■ **ACTION ITEM**
Return the line containing "pub mod prelude;" and every line after it through the end of the entries below, with no other lines.

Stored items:

----

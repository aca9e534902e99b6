#![warn(missing_docs)]

//!
//! A crate that provides the error functions used to fit
//! the parameters of a model to labeled data,
//! and ensembles that combine several models into one prediction.
//!
//! This crate includes two components.
//!
//! - [`ErrorFunction`]
//!     Given a labeled dataset, a model and a loss,
//!     an `ErrorFunction` maps a parameter vector to the average loss
//!     of the model on the dataset and, if both the model and the loss
//!     are differentiable, to its gradient.
//!     Optimizers (gradient descent, quasi-Newton methods,
//!     evolution strategies) only see this map.
//!     Evaluation visits either the whole dataset
//!     or one random batch (minibatch learning),
//!     and may add a regularization term.
//!
//! - [`MeanModel`]
//!     An ensemble of weighted models.
//!     Continuous outputs are combined by their weighted mean,
//!     class predictions by weighted voting.
//!     A `MeanModel` is itself a [`Model`],
//!     so it can be evaluated by an `ErrorFunction`.
//!
//! Concrete models and losses are not part of this crate.
//! Implement [`Model`] and [`Loss`] for them.

pub mod constants;
pub mod dataset;
pub mod ensemble;
pub mod error;
pub mod loss;
pub mod model;
pub mod objective_function;
pub mod prelude;

mod common;


pub use error::{FitError, Result};

pub use dataset::{
    Batch,
    Dataset,
    LabeledData,
    WeightedLabeledData,
};

pub use model::{Model, Shape};
pub use loss::Loss;

pub use objective_function::{
    BatchSelection,
    ErrorFunction,
    ErrorFunctionBuilder,
    ObjectiveFunction,
    OneNormRegularizer,
    TwoNormRegularizer,
};

pub use ensemble::{
    Aggregate,
    Aggregation,
    MeanModel,
};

----

■ **TASK RESPONSE**
pub mod prelude;

mod common;


pub use error::{FitError, Result};

pub use dataset::{
    Batch,
    Dataset,
    LabeledData,
    WeightedLabeledData,
};

pub use model::{Model, Shape};
pub use loss::Loss;

pub use objective_function::{
    BatchSelection,
    ErrorFunction,
    ErrorFunctionBuilder,
    ObjectiveFunction,
    OneNormRegularizer,
    TwoNormRegularizer,
};

pub use ensemble::{
    Aggregate,
    Aggregation,
    MeanModel,
};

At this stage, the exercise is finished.